The Divining Stones - Yahya Haqqi

Egyptian short-story writer and critic Yahya Haqqi won a scholarship to the Cairo School of Law, graduating in 1926. Soon after, he began a long and distinguished career in the diplomatic service, representing his country in several Middle Eastern and European capitals. Other than his own language, he was proficient in English, French, Italian, and Turkish. On the literary level, Haqqi is regarded as a pioneer of the short story in Egypt, which he began writing in 1923, but it was not until 1944 that he published his famous work, The Lamp of Um Hashim. The Divining Stones by Yahya Haqqi:

"I don’t believe in fortune-telling. I refuse even to consider it. I don’t understand how anyone can believe in those people who read the sands—people who, most of the time, simply draw the lines as they want to, as many as they want, and could just as easily make them foretell evil as the good fortune they claim to see. Then there are the cards. Just who laid down that the ace means a letter, the three a trip and the four a house? Who on earth decided all that? And what’s to stop their meaning changing just like that, so that, if the fortune-teller says you’re going to get a letter, it means you’ll be going on a trip; or, if she congratulates you on some money coming your way, she’s actually predicting your bankruptcy? I don’t see how the life of a human being can be linked up with the numbers on playing cards.

And worse still is the coffee cup. How can someone’s fortune, his very future even, be bound to a particular kind of coffee and how thick it is? A fortuneteller once told this man how she’d seen great turmoil in his cup. “I’m not surprised,” he said. “That coffee I’ve just drunk came from the Congo.” All this was going through my head as I sat on a low straw chair in front of the old Sudanese woman who spreads her stones near the enchanted fountain. I’d been visiting her every Saturday for a year—she didn’t spread them on Fridays. I’d learned from experience that the stones were lively and truthful in the early part of the week, not talking evasively or holding anything back. Later, though, and towards the end of the week especially, they’d get monotonous and irritable. You had the impression they were bored with words and tired out by people’s trivial concerns: all they’d see in front of them was a greedy man eager to get his hands on something he hadn’t earned, or a coward fearful of some imagined danger, or scheming women whose hearts are opened up, and—lo and behold—all their declared friendship to neighbors and acquaintances is actually bitter enmity and lasting hatred. Here’s what the old woman told me this time:
“A man and a woman,” she said, “are living happily together. But there’s a tall, dark woman coming to destroy their peace. In two somethings’ time you’ll receive a formal paper from the government. I see you in your home now. You’ll be getting some new furniture.”
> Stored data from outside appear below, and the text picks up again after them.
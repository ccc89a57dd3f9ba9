//! Chunked and pipelined posting
//!
//! Moves of one toolpath depend on each other, so chunks are posted
//! strictly in order. What runs in parallel is posting and consuming: a
//! worker thread posts chunk N+1 while the caller writes out chunk N.

use std::sync::mpsc;
use std::thread;

use axispost_core::{PostError, PostedMove, ToolpathPoint};
use axispost_kinematics::ContinuityState;
use tracing::{debug, warn};

use crate::pipeline::{ChunkError, Poster};

/// Finished chunks buffered between the worker and the consumer
const CHANNEL_DEPTH: usize = 2;

type ChunkMessage = Result<(usize, Vec<PostedMove>), ChunkError>;

/// Split `len` moves into near-equal chunks of at most `desired` moves
///
/// Sizes differ by at most one, so there is no short trailing chunk.
pub fn optimal_chunk_sizes(len: usize, desired: usize) -> Vec<usize> {
    if len == 0 {
        return Vec::new();
    }
    let desired = desired.max(1);
    let count = len.div_ceil(desired);
    let base = len / count;
    let extra = len % count;
    (0..count).map(|i| base + usize::from(i < extra)).collect()
}

/// Post `toolpath` in chunks and hand each finished chunk to `consume` in
/// order
///
/// The final call carries the moves flushed at the end of the run. Returns
/// the state after the last chunk.
pub fn post_pipelined<F>(
    poster: &Poster,
    toolpath: &[ToolpathPoint],
    desired_chunk: usize,
    mut consume: F,
) -> Result<ContinuityState, ChunkError>
where
    F: FnMut(usize, Vec<PostedMove>),
{
    let sizes = optimal_chunk_sizes(toolpath.len(), desired_chunk);
    debug!("Posting {} moves in {} chunks", toolpath.len(), sizes.len());

    thread::scope(|scope| {
        let (tx, rx) = mpsc::sync_channel::<ChunkMessage>(CHANNEL_DEPTH);

        let worker = scope.spawn(move || {
            let mut state = ContinuityState::new();
            let mut start = 0;
            for (chunk, size) in sizes.iter().enumerate() {
                let slice = &toolpath[start..start + size];
                start += size;
                match poster.post_chunk(slice, state) {
                    Ok(out) => {
                        state = out.state;
                        if tx.send(Ok((chunk, out.moves))).is_err() {
                            return None;
                        }
                    }
                    Err(e) => {
                        let _ = tx.send(Err(e));
                        return None;
                    }
                }
            }
            let boundary = state.clone();
            match poster.finish(&mut state) {
                Ok(tail) => {
                    let _ = tx.send(Ok((sizes.len(), tail)));
                    Some(state)
                }
                Err(error) => {
                    let _ = tx.send(Err(ChunkError {
                        chunk: sizes.len(),
                        failed_index: boundary.next_index,
                        error,
                        boundary: Box::new(boundary),
                    }));
                    None
                }
            }
        });

        for message in rx {
            let (chunk, moves) = message?;
            consume(chunk, moves);
        }

        match worker.join() {
            Ok(Some(state)) => Ok(state),
            Ok(None) => Err(ChunkError {
                chunk: 0,
                failed_index: 0,
                error: PostError::other("posting stopped before the last chunk"),
                boundary: Box::default(),
            }),
            Err(_) => {
                warn!("Posting worker panicked");
                Err(ChunkError {
                    chunk: 0,
                    failed_index: 0,
                    error: PostError::other("posting worker panicked"),
                    boundary: Box::default(),
                })
            }
        }
    })
}

#[cfg(test)]
mod tests {
    use super::*;

    #[test]
    fn test_chunk_sizes_have_no_runt() {
        assert_eq!(optimal_chunk_sizes(0, 10), Vec::<usize>::new());
        assert_eq!(optimal_chunk_sizes(10, 10), vec![10]);
        assert_eq!(optimal_chunk_sizes(11, 10), vec![6, 5]);
        assert_eq!(optimal_chunk_sizes(25, 10), vec![9, 8, 8]);
        assert_eq!(optimal_chunk_sizes(3, 0), vec![1, 1, 1]);
        for len in 1..60 {
            for desired in 1..12 {
                let sizes = optimal_chunk_sizes(len, desired);
                assert_eq!(sizes.iter().sum::<usize>(), len);
                assert!(sizes.iter().all(|&s| s <= desired && s > 0));
                let (min, max) = (sizes.iter().min().unwrap(), sizes.iter().max().unwrap());
                assert!(max - min <= 1);
            }
        }
    }
}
I knew who the tall, dark woman was—Umm Mahmoud, the stupid, coarsegrained peddler woman who, not content with plunging my wife in debt, had developed a hold over her and started dragging her off on trips I knew nothing about. I’d warned my wife never to let the woman set foot in the house again, then pawned my watch and chain to pay back the debts. What about the paper, though—the one I was supposed to be getting from the government? Would it be a letter appointing me to the job I’d worn my shoes out trying to land? I hoped the two “somethings” would be two days, not two months or two years, God forbid!

As for the new furniture, the stones had certainly unearthed one of my fondest wishes, one I’d been hiding deep down inside me: I’d decided some time back that, within a month of getting a job, I’d buy a new mat and a new bed. The stones filled me with a sense of security, and I started believing in them more than before. If only, I thought, all those people who believed in coffee cups and cards and sand could give up their stupid beliefs and trust in divining stones!
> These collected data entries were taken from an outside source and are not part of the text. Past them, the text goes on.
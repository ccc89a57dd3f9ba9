//! Rotary angle tuples and their determination state

use serde::{Deserialize, Serialize};
use std::fmt;
use std::ops::{Index, IndexMut};

/// Maximum number of rotary axes on any supported machine
pub const MAX_ROTARY_AXES: usize = 3;

/// Fixed-capacity list of rotary angles, one per machine rotary axis
///
/// Units depend on the producer: the solver works in radians, posted
/// moves carry degrees. Serialized as a plain list of at most
/// `MAX_ROTARY_AXES` values.
#[derive(Debug, Clone, Copy, PartialEq, Default, Serialize, Deserialize)]
#[serde(try_from = "Vec<f64>", into = "Vec<f64>")]
pub struct AngleTuple {
    values: [f64; MAX_ROTARY_AXES],
    len: usize,
}

impl AngleTuple {
    /// Tuple with `len` zero angles
    pub fn zeros(len: usize) -> Self {
        Self {
            values: [0.0; MAX_ROTARY_AXES],
            len: len.min(MAX_ROTARY_AXES),
        }
    }

    /// Tuple from a slice (extra values beyond three are ignored)
    pub fn from_slice(values: &[f64]) -> Self {
        let mut t = Self::zeros(values.len());
        t.values[..t.len].copy_from_slice(&values[..t.len]);
        t
    }

    pub fn len(&self) -> usize {
        self.len
    }

    pub fn is_empty(&self) -> bool {
        self.len == 0
    }

    pub fn as_slice(&self) -> &[f64] {
        &self.values[..self.len]
    }

    pub fn get(&self, axis: usize) -> Option<f64> {
        self.as_slice().get(axis).copied()
    }

    pub fn iter(&self) -> impl Iterator<Item = f64> + '_ {
        self.as_slice().iter().copied()
    }

    /// Apply `f` to every angle
    pub fn map(&self, f: impl Fn(f64) -> f64) -> Self {
        let mut out = *self;
        for v in out.values[..out.len].iter_mut() {
            *v = f(*v);
        }
        out
    }

    /// Pairwise combination with another tuple of the same length
    pub fn zip_map(&self, other: &Self, f: impl Fn(f64, f64) -> f64) -> Self {
        let mut out = *self;
        for i in 0..self.len.min(other.len) {
            out.values[i] = f(self.values[i], other.values[i]);
        }
        out
    }

    pub fn to_degrees(&self) -> Self {
        self.map(f64::to_degrees)
    }

    pub fn to_radians(&self) -> Self {
        self.map(f64::to_radians)
    }

    /// Sum of absolute per-axis differences
    pub fn total_delta(&self, other: &Self) -> f64 {
        self.iter()
            .zip(other.iter())
            .map(|(a, b)| (a - b).abs())
            .sum()
    }

    /// Largest absolute per-axis difference and the axis it occurs on
    pub fn max_delta(&self, other: &Self) -> (usize, f64) {
        self.iter()
            .zip(other.iter())
            .map(|(a, b)| (a - b).abs())
            .enumerate()
            .fold((0, 0.0), |best, (i, d)| if d > best.1 { (i, d) } else { best })
    }

    /// True when every angle matches within `tol`
    pub fn approx_eq(&self, other: &Self, tol: f64) -> bool {
        self.len == other.len && self.iter().zip(other.iter()).all(|(a, b)| (a - b).abs() <= tol)
    }
}

impl TryFrom<Vec<f64>> for AngleTuple {
    type Error = String;

    fn try_from(values: Vec<f64>) -> Result<Self, Self::Error> {
        if values.len() > MAX_ROTARY_AXES {
            return Err(format!(
                "angle tuple has {} values, at most {} rotary axes are supported",
                values.len(),
                MAX_ROTARY_AXES
            ));
        }
        Ok(Self::from_slice(&values))
    }
}

impl From<AngleTuple> for Vec<f64> {
    fn from(t: AngleTuple) -> Self {
        t.as_slice().to_vec()
    }
}

impl Index<usize> for AngleTuple {
    type Output = f64;

    fn index(&self, index: usize) -> &f64 {
        &self.as_slice()[index]
    }
}

impl IndexMut<usize> for AngleTuple {
    fn index_mut(&mut self, index: usize) -> &mut f64 {
        let len = self.len;
        &mut self.values[..len][index]
    }
}

impl fmt::Display for AngleTuple {
    fn fmt(&self, f: &mut fmt::Formatter<'_>) -> fmt::Result {
        write!(f, "(")?;
        for (i, v) in self.iter().enumerate() {
            if i > 0 {
                write!(f, ", ")?;
            }
            write!(f, "{:.6}", v)?;
        }
        write!(f, ")")
    }
}

/// Whether all rotary angles of a move are uniquely determined
///
/// At a pole the orientation lies along a rotary axis and that axis' angle
/// is arbitrary. Three-rotary machines only fix the sum or the difference of
/// the two coupled angles, recorded as the equal / opposite cases.
#[derive(Debug, Clone, Copy, PartialEq, Eq, Hash, Default, Serialize, Deserialize)]
#[serde(rename_all = "snake_case")]
pub enum AngleState {
    #[default]
    Determined,
    Rot1Undetermined,
    Rot2Undetermined,
    UndeterminedCaseEqual,
    UndeterminedCaseOpposite,
}

impl AngleState {
    pub fn is_determined(&self) -> bool {
        matches!(self, Self::Determined)
    }

    /// Undetermined state for a two-rotary pole on `axis`
    pub fn undetermined_axis(axis: usize) -> Self {
        if axis == 0 {
            Self::Rot1Undetermined
        } else {
            Self::Rot2Undetermined
        }
    }
}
Could there, after all, be a more graphic symbol of bustling, endlessly clashing humanity than the stones you could hear rattling in this woman’s hand? There, in front of you, were a man and a woman together; then they were separated by, say, a man who tempted the woman, and a dark woman who tempted the man. Wasn’t the whole problem of life summed up in that? As for this emerald green stone, didn’t it obviously denote wealth beyond one’s wildest dreams? The divining stones didn’t lie, and consulting them cost a mere twenty khurdas. If you picked up that sum in the street, you wouldn’t (as the fortune-teller pointed out) be ecstatic at what you’d found; but you had to consider what it bought you from the stones themselves.
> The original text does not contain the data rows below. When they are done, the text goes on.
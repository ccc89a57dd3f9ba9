//! Post parameters
//!
//! One immutable snapshot of every option the posting stages read:
//! - Angle pair selection and start angle policy
//! - Machine limit enforcement and tolerances
//! - Pole handling and the head/table rotation strategy
//! - Interpolation basis and step thresholds
//! - Retract / rewind distances and policies
//!
//! Linear quantities follow `units`; angles are always degrees.

use axispost_core::{ConfigurationError, Units, Vector3};
use serde::{Deserialize, Serialize};
use std::fmt;
use tracing::debug;

/// How the first move of a run picks its solution
#[derive(Debug, Clone, Copy, PartialEq, Eq, Hash, Default, Serialize, Deserialize)]
#[serde(rename_all = "snake_case")]
pub enum StartAngleType {
    #[default]
    SelectBetweenTwoSolutions,
    UseFirstRotAngle,
    UseSecondRotAngle,
    UseThirdRotAngle,
    /// Start solution chosen by the head/table translation-axis rule
    ProvideTranslationAxis,
}

impl StartAngleType {
    /// Rotary axis whose value is steered towards the preferred start angle
    pub fn preferred_axis(self) -> Option<usize> {
        match self {
            Self::UseFirstRotAngle => Some(0),
            Self::UseSecondRotAngle => Some(1),
            Self::UseThirdRotAngle => Some(2),
            _ => None,
        }
    }
}

#[derive(Debug, Clone, Copy, PartialEq, Eq, Hash, Default, Serialize, Deserialize)]
#[serde(rename_all = "snake_case")]
pub enum SolutionForStartAngle {
    #[default]
    First,
    Other,
}

/// Seed for the head/table strategy: which translation axis is held first
#[derive(Debug, Clone, Copy, PartialEq, Eq, Hash, Default, Serialize, Deserialize)]
#[serde(rename_all = "snake_case")]
pub enum SolutionForStartTranslation {
    #[default]
    FirstPositive,
    FirstNegative,
    SecondPositive,
    SecondNegative,
    ThirdPositive,
    ThirdNegative,
    /// Use `custom_trans_axis_dir`
    Custom,
}

impl SolutionForStartTranslation {
    /// Translation axis index and direction sign, or `None` for custom
    pub fn axis_and_sign(self) -> Option<(usize, f64)> {
        match self {
            Self::FirstPositive => Some((0, 1.0)),
            Self::FirstNegative => Some((0, -1.0)),
            Self::SecondPositive => Some((1, 1.0)),
            Self::SecondNegative => Some((1, -1.0)),
            Self::ThirdPositive => Some((2, 1.0)),
            Self::ThirdNegative => Some((2, -1.0)),
            Self::Custom => None,
        }
    }
}

/// Which machine limits the selector enforces
#[derive(Debug, Clone, Copy, PartialEq, Eq, Hash, Default, Serialize, Deserialize)]
#[serde(rename_all = "snake_case")]
pub enum MachineLimits {
    #[default]
    NoLimits,
    Translation,
    Rotation,
    Both,
}

impl MachineLimits {
    pub fn translation(self) -> bool {
        matches!(self, Self::Translation | Self::Both)
    }

    pub fn rotation(self) -> bool {
        matches!(self, Self::Rotation | Self::Both)
    }
}

/// What happens to the free angle while the tool sits at a pole
#[derive(Debug, Clone, Copy, PartialEq, Eq, Hash, Default, Serialize, Deserialize)]
#[serde(rename_all = "snake_case")]
pub enum PoleHandling {
    /// Keep the previous angle
    Freeze,
    /// Turn the free axis to stay inside the translation limits
    UseRotationToAvoidLimits,
    LinearInterpolation,
    #[default]
    SmoothInterpolation,
    ForceHeadAndTable,
    /// Fix the free angle once per pole segment so translations stay in range
    FindHeadOrTableFixPosition,
}

impl PoleHandling {
    /// Policies that fill a pole segment once its closing move is known
    pub fn is_blending(self) -> bool {
        matches!(self, Self::LinearInterpolation | Self::SmoothInterpolation)
    }
}

impl fmt::Display for PoleHandling {
    fn fmt(&self, f: &mut fmt::Formatter<'_>) -> fmt::Result {
        let name = match self {
            Self::Freeze => "freeze",
            Self::UseRotationToAvoidLimits => "rotate to avoid limits",
            Self::LinearInterpolation => "linear interpolation",
            Self::SmoothInterpolation => "smooth interpolation",
            Self::ForceHeadAndTable => "force head and table",
            Self::FindHeadOrTableFixPosition => "find head or table fix position",
        };
        f.write_str(name)
    }
}

/// Interpolation basis
#[derive(Debug, Clone, Copy, PartialEq, Eq, Hash, Default, Serialize, Deserialize)]
#[serde(rename_all = "snake_case")]
pub enum InterpolationType {
    /// Blend orientation vectors and re-solve
    #[default]
    Vectors,
    /// Blend rotary angles (controller RTCP on)
    Angles,
    /// Blend raw axis values (controller RTCP off)
    AxisValues,
}

/// Configuration snapshot shared by every posting stage
#[derive(Debug, Clone, PartialEq, Serialize, Deserialize)]
#[serde(default)]
pub struct PostParameters {
    pub units: Units,

    // Solution selection
    pub angle_select_auto_from_two_pairs: bool,
    pub angle_select_other_pair: bool,
    /// Largest angle change in degrees between consecutive feed moves
    pub angle_change_limit: f64,
    pub solution_change_for_min_retracts_and_rewinds: bool,
    pub start_angle_type: StartAngleType,
    pub solution_for_start_angle: SolutionForStartAngle,
    pub preferred_start_angle: f64,
    /// Use `preferred_start_angle` for a first move that sits at a pole
    pub start_rotation_angle: bool,
    pub first_solution_closer_to_zero: bool,

    // Limits and tolerances
    pub machine_limits: MachineLimits,
    pub angle_tol_for_mach_limits: f64,
    pub pole_angle_tol_deg: f64,
    pub toolpath_tolerance: f64,

    // Poles and head/table rotation
    pub pole_handling: PoleHandling,
    pub solution_for_start_translation: SolutionForStartTranslation,
    pub limit_linear_axis_travel: bool,
    pub avoid_rotation_axis_direction_change: bool,
    pub custom_trans_axis_dir: Vector3<f64>,

    // Interpolation
    pub interpolation: InterpolationType,
    /// Rotate 3/4-axis toolpaths so their first orientation is reachable
    pub toolpath_alignment: bool,
    pub interpolation_angle_step: f64,
    pub rapid_interpolation_angle_step: f64,
    pub interpolation_dist: f64,
    pub rapid_interpolation_dist: f64,
    pub interpolation_dist_flag: bool,
    pub rapid_interpolation_dist_flag: bool,
    pub interpolation_angle_step_flag: bool,
    pub rapid_interpolation_angle_step_flag: bool,
    pub filter_duplicate_moves: bool,

    // Retract and rewind
    pub retract_and_rewind: bool,
    pub retract_tool_at_max: bool,
    pub retract_distance: f64,
    pub additional_retract: bool,
    pub additional_retract_tool_at_max: bool,
    pub additional_retract_distance: f64,
    /// Machine-frame direction of the additional retract
    pub additional_retract_direction: Vector3<f64>,
    pub rewind_in_one_step: bool,
    pub rewind_angle_step: f64,
}

impl Default for PostParameters {
    fn default() -> Self {
        Self::for_units(Units::Metric)
    }
}

impl PostParameters {
    /// Defaults with linear thresholds chosen for `units`
    pub fn for_units(units: Units) -> Self {
        Self {
            units,
            angle_select_auto_from_two_pairs: true,
            angle_select_other_pair: false,
            angle_change_limit: 120.0,
            solution_change_for_min_retracts_and_rewinds: false,
            start_angle_type: StartAngleType::SelectBetweenTwoSolutions,
            solution_for_start_angle: SolutionForStartAngle::First,
            preferred_start_angle: 0.0,
            start_rotation_angle: false,
            first_solution_closer_to_zero: true,
            machine_limits: MachineLimits::NoLimits,
            angle_tol_for_mach_limits: 0.0001,
            pole_angle_tol_deg: 0.01,
            toolpath_tolerance: 1e-10,
            pole_handling: PoleHandling::SmoothInterpolation,
            solution_for_start_translation: SolutionForStartTranslation::FirstPositive,
            limit_linear_axis_travel: true,
            avoid_rotation_axis_direction_change: false,
            custom_trans_axis_dir: Vector3::x(),
            interpolation: InterpolationType::Vectors,
            toolpath_alignment: false,
            interpolation_angle_step: 3.0,
            rapid_interpolation_angle_step: 10.0,
            interpolation_dist: units.pick(2.5, 0.1),
            rapid_interpolation_dist: units.pick(2.5, 0.1),
            interpolation_dist_flag: true,
            rapid_interpolation_dist_flag: true,
            interpolation_angle_step_flag: true,
            rapid_interpolation_angle_step_flag: false,
            filter_duplicate_moves: true,
            retract_and_rewind: true,
            retract_tool_at_max: false,
            retract_distance: units.pick(100.0, 4.0),
            additional_retract: false,
            additional_retract_tool_at_max: true,
            additional_retract_distance: units.pick(100.0, 4.0),
            additional_retract_direction: Vector3::x(),
            rewind_in_one_step: true,
            rewind_angle_step: 10.0,
        }
    }

    /// Distance step for a move, or `None` when the criterion is off
    pub fn distance_step(&self, rapid: bool) -> Option<f64> {
        if rapid {
            self.rapid_interpolation_dist_flag
                .then_some(self.rapid_interpolation_dist)
        } else {
            self.interpolation_dist_flag.then_some(self.interpolation_dist)
        }
    }

    /// Angle step in degrees for a move, or `None` when the criterion is off
    pub fn angle_step(&self, rapid: bool) -> Option<f64> {
        if rapid {
            self.rapid_interpolation_angle_step_flag
                .then_some(self.rapid_interpolation_angle_step)
        } else {
            self.interpolation_angle_step_flag
                .then_some(self.interpolation_angle_step)
        }
    }

    /// Check every value the posting stages rely on
    pub fn validate(&self) -> Result<(), ConfigurationError> {
        let positive = [
            ("angle_change_limit", self.angle_change_limit),
            ("interpolation_angle_step", self.interpolation_angle_step),
            ("rapid_interpolation_angle_step", self.rapid_interpolation_angle_step),
            ("interpolation_dist", self.interpolation_dist),
            ("rapid_interpolation_dist", self.rapid_interpolation_dist),
            ("rewind_angle_step", self.rewind_angle_step),
            ("toolpath_tolerance", self.toolpath_tolerance),
        ];
        for (name, value) in positive {
            if !(value.is_finite() && value > 0.0) {
                return Err(invalid(name, format!("must be a positive number, got {}", value)));
            }
        }

        let non_negative = [
            ("angle_tol_for_mach_limits", self.angle_tol_for_mach_limits),
            ("pole_angle_tol_deg", self.pole_angle_tol_deg),
            ("retract_distance", self.retract_distance),
            ("additional_retract_distance", self.additional_retract_distance),
        ];
        for (name, value) in non_negative {
            if !(value.is_finite() && value >= 0.0) {
                return Err(invalid(name, format!("must not be negative, got {}", value)));
            }
        }

        if self.pole_angle_tol_deg >= 90.0 {
            return Err(invalid("pole_angle_tol_deg", "must be below 90 degrees".to_string()));
        }
        if !self.preferred_start_angle.is_finite() {
            return Err(invalid("preferred_start_angle", "must be finite".to_string()));
        }
        if self.additional_retract && self.additional_retract_direction.norm() <= 1e-12 {
            return Err(ConfigurationError::NullVector {
                what: "additional retract direction".to_string(),
            });
        }
        if self.solution_for_start_translation == SolutionForStartTranslation::Custom
            && self.custom_trans_axis_dir.norm() <= 1e-12
        {
            return Err(ConfigurationError::NullVector {
                what: "custom translation axis direction".to_string(),
            });
        }
        Ok(())
    }

    /// Rescale linear thresholds and distances by `factor` and switch units
    pub fn scale(&mut self, units: Units, factor: f64) {
        debug!(
            "Scaling post parameters from {} to {} by {}",
            self.units, units, factor
        );
        self.units = units;
        self.interpolation_dist *= factor;
        self.rapid_interpolation_dist *= factor;
        self.retract_distance *= factor;
        self.additional_retract_distance *= factor;
    }

    /// Copy converted to `units`
    pub fn converted_to(&self, units: Units) -> Self {
        let mut copy = self.clone();
        copy.scale(units, self.units.factor_to(units));
        copy
    }
}

fn invalid(name: &str, reason: String) -> ConfigurationError {
    ConfigurationError::InvalidParameter {
        name: name.to_string(),
        reason,
    }
}

#[cfg(test)]
mod tests {
    use super::*;

    #[test]
    fn test_defaults_follow_units() {
        let metric = PostParameters::default();
        assert_eq!(metric.units, Units::Metric);
        assert_eq!(metric.interpolation_dist, 2.5);
        assert_eq!(metric.retract_distance, 100.0);
        assert_eq!(metric.angle_change_limit, 120.0);
        assert_eq!(metric.pole_handling, PoleHandling::SmoothInterpolation);

        let inch = PostParameters::for_units(Units::Inch);
        assert_eq!(inch.interpolation_dist, 0.1);
        assert_eq!(inch.retract_distance, 4.0);
        assert_eq!(inch.rewind_angle_step, 10.0);
        assert!(metric.validate().is_ok());
        assert!(inch.validate().is_ok());
    }

    #[test]
    fn test_step_lookup_respects_flags() {
        let p = PostParameters::default();
        assert_eq!(p.distance_step(false), Some(2.5));
        assert_eq!(p.angle_step(false), Some(3.0));
        assert_eq!(p.angle_step(true), None);
        assert_eq!(p.distance_step(true), Some(2.5));
    }

    #[test]
    fn test_validation_rejects_bad_values() {
        let p = PostParameters {
            angle_change_limit: 0.0,
            ..PostParameters::default()
        };
        assert!(matches!(
            p.validate(),
            Err(ConfigurationError::InvalidParameter { ref name, .. }) if name == "angle_change_limit"
        ));

        let p = PostParameters {
            retract_distance: -1.0,
            ..PostParameters::default()
        };
        assert!(p.validate().is_err());

        let p = PostParameters {
            additional_retract: true,
            additional_retract_direction: Vector3::zeros(),
            ..PostParameters::default()
        };
        assert!(matches!(p.validate(), Err(ConfigurationError::NullVector { .. })));
    }

    #[test]
    fn test_scale_to_inch() {
        let p = PostParameters::default().converted_to(Units::Inch);
        assert_eq!(p.units, Units::Inch);
        assert!((p.retract_distance - 100.0 / 25.4).abs() < 1e-12);
        assert!((p.interpolation_dist - 2.5 / 25.4).abs() < 1e-12);
        // Angles never scale
        assert_eq!(p.interpolation_angle_step, 3.0);
    }

    #[test]
    fn test_enum_helpers() {
        assert!(MachineLimits::Both.translation());
        assert!(!MachineLimits::Rotation.translation());
        assert!(MachineLimits::Rotation.rotation());
        assert_eq!(StartAngleType::UseThirdRotAngle.preferred_axis(), Some(2));
        assert_eq!(
            SolutionForStartTranslation::SecondNegative.axis_and_sign(),
            Some((1, -1.0))
        );
        assert!(PoleHandling::LinearInterpolation.is_blending());
        assert!(!PoleHandling::Freeze.is_blending());
    }
}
When I got home, my wife came to help me take off my jacket.
“Didn’t I tell you,” I said, speaking slowly and calmly, “that Umm Mahmoud wasn’t to come in here?” To my astonishment she went pale with shock. Then she rushed out, opened the door onto the stairs, and started screaming down at our neighbor on the first floor.
“Hey, Sitt Asma,” she yelled. “Can’t you ever keep your mouth shut? Eh? Do you stand guard outside our door, or what?”
Then she poured out a stream of insults so bitter and venomous even I was surprised. And so the first part of the stones’ prophecy had been fulfilled. Now, I thought, let the second part come true, and quickly. Let the government send me the papers I’d been waiting for.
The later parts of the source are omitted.